**WORK TO COMPLETE:** Scan the material below for the string "units". Report every line that has it.

**RECORDS SUPPLIED:**
-- Opening Marker --
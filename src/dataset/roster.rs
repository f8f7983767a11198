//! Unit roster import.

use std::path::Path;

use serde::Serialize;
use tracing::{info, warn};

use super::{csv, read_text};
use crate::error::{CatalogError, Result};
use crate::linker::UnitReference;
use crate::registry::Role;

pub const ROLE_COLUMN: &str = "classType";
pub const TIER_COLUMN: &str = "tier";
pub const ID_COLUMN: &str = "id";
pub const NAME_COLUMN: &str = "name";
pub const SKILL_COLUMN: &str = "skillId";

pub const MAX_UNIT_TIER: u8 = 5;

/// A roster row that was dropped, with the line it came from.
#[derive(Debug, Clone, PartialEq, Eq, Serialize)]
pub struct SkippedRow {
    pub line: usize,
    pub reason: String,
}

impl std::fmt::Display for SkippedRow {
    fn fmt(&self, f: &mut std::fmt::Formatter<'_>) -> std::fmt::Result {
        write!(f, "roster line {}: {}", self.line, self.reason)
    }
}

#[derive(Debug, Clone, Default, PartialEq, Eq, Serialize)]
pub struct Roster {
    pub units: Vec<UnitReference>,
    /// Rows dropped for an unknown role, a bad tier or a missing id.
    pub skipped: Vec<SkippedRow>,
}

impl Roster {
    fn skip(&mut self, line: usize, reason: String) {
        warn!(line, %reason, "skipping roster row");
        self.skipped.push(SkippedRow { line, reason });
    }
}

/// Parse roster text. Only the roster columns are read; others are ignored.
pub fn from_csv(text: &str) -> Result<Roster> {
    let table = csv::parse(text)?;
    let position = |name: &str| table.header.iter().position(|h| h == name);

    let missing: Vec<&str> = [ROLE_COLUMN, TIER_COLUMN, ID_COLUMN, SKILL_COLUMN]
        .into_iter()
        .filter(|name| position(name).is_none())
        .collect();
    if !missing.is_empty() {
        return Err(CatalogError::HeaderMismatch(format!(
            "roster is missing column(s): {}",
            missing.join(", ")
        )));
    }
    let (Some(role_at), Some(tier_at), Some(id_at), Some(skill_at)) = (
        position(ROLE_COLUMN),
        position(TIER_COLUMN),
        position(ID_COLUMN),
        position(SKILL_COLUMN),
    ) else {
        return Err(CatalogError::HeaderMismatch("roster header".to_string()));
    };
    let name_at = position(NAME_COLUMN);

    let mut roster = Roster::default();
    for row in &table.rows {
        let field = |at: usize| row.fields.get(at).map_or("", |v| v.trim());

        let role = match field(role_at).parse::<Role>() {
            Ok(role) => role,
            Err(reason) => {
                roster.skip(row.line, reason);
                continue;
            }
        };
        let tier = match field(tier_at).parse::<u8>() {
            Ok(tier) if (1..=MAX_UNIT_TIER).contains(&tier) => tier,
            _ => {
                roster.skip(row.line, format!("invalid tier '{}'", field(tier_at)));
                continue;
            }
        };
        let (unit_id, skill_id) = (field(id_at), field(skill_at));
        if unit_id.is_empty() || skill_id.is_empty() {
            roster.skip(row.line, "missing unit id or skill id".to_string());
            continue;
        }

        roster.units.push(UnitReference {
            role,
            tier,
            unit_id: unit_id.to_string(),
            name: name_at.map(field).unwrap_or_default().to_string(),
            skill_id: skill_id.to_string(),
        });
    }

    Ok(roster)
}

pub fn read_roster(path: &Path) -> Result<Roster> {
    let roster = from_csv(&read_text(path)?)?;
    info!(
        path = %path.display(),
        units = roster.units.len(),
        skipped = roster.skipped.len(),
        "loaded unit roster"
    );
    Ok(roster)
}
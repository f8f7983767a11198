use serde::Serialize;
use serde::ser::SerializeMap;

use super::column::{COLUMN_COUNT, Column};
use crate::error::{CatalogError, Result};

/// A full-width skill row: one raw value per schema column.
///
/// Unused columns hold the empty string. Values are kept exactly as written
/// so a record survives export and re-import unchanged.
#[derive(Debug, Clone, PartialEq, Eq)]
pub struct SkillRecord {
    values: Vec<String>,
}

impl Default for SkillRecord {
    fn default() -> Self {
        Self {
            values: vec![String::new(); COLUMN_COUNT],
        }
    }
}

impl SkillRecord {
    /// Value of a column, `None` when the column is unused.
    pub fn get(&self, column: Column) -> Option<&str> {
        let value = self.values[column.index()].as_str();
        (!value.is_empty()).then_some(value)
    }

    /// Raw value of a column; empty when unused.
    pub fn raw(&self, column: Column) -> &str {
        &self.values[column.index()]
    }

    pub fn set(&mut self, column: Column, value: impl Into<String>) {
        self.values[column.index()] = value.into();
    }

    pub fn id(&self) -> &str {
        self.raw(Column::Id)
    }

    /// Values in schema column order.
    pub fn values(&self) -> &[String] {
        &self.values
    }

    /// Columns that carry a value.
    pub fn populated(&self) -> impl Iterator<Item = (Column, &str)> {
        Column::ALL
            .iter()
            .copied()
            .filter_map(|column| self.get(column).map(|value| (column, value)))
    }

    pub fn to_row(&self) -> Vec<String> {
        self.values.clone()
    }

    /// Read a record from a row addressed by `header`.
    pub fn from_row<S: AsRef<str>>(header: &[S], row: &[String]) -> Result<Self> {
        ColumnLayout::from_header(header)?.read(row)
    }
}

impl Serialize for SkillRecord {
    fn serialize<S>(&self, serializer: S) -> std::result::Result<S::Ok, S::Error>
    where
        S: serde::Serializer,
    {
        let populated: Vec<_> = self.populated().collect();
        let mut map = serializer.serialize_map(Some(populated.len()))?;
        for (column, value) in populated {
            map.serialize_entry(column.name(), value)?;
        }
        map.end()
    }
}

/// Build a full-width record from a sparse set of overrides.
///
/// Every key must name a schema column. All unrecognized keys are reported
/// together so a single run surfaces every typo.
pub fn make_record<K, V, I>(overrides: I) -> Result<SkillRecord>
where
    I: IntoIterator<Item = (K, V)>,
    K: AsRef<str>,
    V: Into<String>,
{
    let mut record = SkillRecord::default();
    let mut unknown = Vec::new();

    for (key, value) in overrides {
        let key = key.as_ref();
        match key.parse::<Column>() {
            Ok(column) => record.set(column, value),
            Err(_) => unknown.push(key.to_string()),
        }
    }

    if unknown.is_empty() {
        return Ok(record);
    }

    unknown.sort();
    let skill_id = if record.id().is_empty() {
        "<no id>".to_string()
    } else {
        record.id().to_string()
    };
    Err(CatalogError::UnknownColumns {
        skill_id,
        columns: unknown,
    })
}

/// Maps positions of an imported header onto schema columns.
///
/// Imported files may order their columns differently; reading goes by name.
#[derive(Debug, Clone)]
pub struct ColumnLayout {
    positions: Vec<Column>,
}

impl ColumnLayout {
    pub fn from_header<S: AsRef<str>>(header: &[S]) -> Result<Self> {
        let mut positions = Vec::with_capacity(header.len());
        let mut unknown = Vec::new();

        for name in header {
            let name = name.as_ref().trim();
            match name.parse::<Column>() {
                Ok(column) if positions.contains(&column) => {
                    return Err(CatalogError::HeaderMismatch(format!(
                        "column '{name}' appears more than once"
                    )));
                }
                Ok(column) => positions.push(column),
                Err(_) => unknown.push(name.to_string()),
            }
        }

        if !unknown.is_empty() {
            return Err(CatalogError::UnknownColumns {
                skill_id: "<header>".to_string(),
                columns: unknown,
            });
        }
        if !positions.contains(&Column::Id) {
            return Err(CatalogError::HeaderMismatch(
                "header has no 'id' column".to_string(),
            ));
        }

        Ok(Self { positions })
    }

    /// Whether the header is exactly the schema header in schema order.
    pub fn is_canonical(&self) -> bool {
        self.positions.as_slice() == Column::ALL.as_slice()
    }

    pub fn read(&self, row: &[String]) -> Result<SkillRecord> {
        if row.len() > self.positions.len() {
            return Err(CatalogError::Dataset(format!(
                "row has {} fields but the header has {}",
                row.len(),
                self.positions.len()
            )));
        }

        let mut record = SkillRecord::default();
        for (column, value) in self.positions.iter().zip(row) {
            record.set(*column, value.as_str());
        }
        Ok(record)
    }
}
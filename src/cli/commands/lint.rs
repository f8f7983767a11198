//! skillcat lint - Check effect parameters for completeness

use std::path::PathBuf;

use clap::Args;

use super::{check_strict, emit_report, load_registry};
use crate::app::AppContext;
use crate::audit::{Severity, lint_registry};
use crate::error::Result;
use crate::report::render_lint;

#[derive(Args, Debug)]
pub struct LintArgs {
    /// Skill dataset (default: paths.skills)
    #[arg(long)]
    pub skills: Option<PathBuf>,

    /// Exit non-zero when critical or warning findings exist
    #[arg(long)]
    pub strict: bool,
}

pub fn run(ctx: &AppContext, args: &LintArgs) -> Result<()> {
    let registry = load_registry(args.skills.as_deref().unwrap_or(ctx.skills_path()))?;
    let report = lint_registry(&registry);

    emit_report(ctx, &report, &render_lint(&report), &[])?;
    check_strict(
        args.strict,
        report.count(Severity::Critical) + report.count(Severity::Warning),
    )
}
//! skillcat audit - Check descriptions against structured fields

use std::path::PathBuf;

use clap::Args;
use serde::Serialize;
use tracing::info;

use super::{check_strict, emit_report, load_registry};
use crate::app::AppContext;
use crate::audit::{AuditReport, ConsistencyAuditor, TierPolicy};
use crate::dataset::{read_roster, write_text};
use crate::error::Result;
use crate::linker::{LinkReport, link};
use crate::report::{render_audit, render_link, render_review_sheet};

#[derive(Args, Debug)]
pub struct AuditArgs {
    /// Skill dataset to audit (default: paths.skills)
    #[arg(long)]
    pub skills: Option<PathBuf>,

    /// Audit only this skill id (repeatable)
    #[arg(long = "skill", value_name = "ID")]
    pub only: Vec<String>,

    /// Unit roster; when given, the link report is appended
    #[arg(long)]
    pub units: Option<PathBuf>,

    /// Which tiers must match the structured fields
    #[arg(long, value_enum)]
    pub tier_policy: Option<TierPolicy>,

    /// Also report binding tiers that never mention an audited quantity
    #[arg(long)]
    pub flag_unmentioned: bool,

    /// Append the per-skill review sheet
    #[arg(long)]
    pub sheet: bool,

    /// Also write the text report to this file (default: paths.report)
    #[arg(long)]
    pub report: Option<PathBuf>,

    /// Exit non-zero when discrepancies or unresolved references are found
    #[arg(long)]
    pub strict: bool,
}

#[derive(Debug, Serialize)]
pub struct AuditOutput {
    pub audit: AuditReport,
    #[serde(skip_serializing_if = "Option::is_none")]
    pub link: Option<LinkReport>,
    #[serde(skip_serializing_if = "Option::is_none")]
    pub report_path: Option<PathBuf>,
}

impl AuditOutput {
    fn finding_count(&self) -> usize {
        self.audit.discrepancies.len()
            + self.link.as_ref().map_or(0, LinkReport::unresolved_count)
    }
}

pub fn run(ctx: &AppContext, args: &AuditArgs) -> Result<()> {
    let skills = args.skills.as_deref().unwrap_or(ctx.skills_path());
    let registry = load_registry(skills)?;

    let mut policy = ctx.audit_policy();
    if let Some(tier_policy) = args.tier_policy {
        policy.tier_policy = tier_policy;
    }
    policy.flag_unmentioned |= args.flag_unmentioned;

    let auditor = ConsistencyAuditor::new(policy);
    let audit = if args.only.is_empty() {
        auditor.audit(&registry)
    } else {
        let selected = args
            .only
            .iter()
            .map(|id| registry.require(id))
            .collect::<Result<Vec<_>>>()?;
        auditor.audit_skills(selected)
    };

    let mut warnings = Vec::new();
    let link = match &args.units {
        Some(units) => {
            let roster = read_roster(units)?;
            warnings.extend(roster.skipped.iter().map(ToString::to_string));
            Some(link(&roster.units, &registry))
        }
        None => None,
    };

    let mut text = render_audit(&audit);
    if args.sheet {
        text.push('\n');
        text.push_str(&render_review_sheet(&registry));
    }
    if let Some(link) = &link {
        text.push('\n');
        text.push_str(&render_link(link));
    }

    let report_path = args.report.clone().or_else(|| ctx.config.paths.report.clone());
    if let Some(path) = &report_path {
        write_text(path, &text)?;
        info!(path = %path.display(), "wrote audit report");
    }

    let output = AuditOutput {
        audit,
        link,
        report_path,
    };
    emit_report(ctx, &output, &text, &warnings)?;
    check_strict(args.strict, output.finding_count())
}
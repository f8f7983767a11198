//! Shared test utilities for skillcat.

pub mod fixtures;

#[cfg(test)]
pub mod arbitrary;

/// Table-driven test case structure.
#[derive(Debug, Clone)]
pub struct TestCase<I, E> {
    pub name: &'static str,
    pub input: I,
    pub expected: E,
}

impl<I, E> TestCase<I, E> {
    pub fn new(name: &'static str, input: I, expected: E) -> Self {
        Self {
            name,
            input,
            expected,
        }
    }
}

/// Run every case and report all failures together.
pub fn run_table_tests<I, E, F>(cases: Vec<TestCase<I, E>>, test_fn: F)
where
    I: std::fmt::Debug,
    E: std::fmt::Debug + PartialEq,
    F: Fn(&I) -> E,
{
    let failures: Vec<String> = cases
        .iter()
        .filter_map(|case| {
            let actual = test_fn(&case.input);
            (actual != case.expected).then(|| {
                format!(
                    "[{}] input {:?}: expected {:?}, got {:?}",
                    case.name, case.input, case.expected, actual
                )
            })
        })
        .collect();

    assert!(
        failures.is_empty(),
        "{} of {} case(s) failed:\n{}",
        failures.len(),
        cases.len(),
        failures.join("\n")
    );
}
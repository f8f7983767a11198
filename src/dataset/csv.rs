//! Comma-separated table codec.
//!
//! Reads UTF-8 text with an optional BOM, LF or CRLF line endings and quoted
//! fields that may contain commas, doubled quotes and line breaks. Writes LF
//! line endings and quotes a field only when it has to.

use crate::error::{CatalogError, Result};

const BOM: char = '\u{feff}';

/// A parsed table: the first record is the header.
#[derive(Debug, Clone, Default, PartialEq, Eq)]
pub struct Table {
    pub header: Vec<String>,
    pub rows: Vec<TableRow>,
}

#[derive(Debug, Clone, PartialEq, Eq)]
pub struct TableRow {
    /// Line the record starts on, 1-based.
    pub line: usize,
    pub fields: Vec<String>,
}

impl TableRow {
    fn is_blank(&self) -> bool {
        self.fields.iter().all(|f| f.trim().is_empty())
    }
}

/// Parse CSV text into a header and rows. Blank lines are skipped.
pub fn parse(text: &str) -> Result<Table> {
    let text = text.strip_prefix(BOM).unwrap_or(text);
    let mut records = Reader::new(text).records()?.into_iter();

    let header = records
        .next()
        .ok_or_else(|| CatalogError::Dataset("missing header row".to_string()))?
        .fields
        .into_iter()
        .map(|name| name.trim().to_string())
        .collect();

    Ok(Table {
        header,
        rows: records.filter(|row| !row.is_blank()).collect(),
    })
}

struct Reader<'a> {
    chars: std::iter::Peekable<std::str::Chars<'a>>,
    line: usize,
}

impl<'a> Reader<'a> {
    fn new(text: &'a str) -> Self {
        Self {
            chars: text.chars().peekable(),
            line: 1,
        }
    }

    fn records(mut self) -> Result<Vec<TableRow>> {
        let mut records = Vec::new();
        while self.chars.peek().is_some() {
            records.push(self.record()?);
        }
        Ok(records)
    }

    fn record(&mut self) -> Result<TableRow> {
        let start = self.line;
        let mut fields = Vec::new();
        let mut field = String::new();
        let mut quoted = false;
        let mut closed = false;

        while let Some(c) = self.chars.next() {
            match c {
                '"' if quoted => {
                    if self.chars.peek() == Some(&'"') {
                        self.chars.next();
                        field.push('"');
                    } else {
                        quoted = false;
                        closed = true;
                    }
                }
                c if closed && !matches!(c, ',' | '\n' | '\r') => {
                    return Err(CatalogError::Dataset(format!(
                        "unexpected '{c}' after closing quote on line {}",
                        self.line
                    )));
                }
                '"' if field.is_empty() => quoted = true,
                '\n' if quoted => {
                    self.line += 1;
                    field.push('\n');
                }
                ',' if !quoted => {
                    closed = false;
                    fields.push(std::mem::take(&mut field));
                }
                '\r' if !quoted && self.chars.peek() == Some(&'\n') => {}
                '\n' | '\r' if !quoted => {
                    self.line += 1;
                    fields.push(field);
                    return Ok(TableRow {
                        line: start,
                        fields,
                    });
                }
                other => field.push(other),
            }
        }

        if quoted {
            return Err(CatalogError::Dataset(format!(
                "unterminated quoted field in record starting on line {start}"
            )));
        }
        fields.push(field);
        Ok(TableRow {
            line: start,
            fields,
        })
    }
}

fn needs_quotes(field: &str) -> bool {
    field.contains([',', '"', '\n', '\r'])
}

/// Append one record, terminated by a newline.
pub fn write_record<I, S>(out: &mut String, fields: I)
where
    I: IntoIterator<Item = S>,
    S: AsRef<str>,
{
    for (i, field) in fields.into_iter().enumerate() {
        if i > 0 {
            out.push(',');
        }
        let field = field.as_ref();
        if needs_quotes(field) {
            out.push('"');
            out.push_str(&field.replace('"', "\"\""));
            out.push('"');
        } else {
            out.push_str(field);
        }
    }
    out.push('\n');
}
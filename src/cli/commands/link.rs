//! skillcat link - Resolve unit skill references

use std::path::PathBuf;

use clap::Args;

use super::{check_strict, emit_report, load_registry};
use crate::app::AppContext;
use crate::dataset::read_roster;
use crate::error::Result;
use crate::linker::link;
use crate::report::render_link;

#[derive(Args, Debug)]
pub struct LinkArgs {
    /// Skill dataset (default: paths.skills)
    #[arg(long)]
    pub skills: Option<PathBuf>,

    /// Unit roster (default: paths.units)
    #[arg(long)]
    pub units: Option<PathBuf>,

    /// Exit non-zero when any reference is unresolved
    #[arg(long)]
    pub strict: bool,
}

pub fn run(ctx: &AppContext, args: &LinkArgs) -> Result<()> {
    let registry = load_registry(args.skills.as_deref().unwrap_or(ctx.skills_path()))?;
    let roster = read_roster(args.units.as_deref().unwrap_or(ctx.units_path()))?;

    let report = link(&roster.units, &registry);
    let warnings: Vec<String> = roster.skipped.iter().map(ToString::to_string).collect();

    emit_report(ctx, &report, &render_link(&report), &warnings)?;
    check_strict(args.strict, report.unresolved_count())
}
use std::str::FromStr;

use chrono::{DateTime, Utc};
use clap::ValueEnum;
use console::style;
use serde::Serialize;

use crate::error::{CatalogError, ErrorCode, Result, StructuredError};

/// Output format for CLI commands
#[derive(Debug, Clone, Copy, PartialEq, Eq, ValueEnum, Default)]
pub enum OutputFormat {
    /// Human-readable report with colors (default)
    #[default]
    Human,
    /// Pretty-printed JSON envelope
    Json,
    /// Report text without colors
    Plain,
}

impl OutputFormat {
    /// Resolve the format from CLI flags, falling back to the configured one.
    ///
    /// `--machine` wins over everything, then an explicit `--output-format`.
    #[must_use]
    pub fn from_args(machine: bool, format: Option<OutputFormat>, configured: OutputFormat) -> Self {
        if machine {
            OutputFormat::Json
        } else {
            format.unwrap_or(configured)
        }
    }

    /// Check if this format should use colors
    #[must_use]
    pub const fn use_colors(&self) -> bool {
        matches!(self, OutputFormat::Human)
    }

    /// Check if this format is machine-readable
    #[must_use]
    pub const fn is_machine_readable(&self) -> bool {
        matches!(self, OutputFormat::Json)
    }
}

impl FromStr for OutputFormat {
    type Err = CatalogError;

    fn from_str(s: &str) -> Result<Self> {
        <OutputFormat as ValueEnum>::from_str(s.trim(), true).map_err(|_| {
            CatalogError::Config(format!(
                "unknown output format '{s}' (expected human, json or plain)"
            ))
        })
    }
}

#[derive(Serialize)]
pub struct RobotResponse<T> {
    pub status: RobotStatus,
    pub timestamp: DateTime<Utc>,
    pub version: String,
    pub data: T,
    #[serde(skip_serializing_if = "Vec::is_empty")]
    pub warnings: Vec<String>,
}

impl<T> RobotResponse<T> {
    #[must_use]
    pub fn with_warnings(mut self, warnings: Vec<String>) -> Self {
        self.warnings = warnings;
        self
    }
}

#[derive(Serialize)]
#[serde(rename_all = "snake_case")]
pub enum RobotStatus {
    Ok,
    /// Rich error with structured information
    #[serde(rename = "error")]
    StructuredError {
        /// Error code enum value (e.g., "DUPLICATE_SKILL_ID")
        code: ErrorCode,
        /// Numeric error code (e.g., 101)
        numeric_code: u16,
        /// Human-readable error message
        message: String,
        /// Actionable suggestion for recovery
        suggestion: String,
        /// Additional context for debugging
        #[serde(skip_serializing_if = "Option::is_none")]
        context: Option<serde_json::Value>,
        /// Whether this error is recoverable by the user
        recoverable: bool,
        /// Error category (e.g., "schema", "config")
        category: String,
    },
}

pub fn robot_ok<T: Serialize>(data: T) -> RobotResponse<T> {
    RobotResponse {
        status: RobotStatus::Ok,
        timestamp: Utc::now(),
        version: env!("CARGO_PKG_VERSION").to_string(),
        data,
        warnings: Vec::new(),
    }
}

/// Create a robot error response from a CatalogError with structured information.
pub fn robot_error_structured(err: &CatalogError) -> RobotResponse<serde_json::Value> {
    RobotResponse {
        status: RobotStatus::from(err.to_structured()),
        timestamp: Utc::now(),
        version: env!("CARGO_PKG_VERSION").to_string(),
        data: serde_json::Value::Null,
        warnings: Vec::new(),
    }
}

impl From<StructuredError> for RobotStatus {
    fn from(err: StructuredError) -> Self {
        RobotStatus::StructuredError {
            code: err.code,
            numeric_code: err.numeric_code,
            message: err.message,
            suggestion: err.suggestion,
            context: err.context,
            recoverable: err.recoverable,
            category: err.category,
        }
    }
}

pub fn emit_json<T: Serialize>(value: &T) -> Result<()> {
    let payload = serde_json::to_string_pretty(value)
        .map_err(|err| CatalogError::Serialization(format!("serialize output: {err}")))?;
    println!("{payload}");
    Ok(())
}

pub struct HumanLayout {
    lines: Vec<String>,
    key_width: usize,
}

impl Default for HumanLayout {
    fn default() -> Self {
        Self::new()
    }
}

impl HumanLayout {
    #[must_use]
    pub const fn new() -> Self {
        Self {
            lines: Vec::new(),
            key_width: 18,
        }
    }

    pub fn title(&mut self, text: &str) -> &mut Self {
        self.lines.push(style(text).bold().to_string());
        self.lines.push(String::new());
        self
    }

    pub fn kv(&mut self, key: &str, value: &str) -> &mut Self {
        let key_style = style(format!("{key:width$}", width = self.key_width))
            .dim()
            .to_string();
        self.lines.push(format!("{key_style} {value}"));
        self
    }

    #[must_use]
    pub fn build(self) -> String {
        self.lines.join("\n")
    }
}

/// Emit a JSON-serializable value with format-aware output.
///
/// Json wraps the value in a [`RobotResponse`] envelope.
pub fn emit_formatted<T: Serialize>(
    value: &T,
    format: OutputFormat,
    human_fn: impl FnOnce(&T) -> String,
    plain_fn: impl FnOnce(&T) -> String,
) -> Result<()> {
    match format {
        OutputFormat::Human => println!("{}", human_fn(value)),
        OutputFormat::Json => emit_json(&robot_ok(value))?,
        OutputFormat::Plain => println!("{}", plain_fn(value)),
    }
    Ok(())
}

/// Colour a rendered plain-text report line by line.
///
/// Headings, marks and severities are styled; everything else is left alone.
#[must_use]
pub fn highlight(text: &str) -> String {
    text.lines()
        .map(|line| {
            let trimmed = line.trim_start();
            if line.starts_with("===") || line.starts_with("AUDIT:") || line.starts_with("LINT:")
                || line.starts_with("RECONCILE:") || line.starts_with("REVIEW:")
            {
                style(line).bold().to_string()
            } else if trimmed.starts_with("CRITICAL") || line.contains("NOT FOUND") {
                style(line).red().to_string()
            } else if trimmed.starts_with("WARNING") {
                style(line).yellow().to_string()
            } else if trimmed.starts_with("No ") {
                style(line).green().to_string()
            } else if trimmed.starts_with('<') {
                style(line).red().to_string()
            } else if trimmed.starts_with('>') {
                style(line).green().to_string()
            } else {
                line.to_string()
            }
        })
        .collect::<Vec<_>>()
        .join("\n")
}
-- Closing Marker --
**ANSWER:**
    pub units: Vec<UnitReference>,
        roster.units.push(UnitReference {
        units = roster.units.len(),
    pub units: Option<PathBuf>,
    let link = match &args.units {
        Some(units) => {
            let roster = read_roster(units)?;
            Some(link(&roster.units, &registry))
    /// Unit roster (default: paths.units)
    pub units: Option<PathBuf>,
    let roster = read_roster(args.units.as_deref().unwrap_or(ctx.units_path()))?;
    let report = link(&roster.units, &registry);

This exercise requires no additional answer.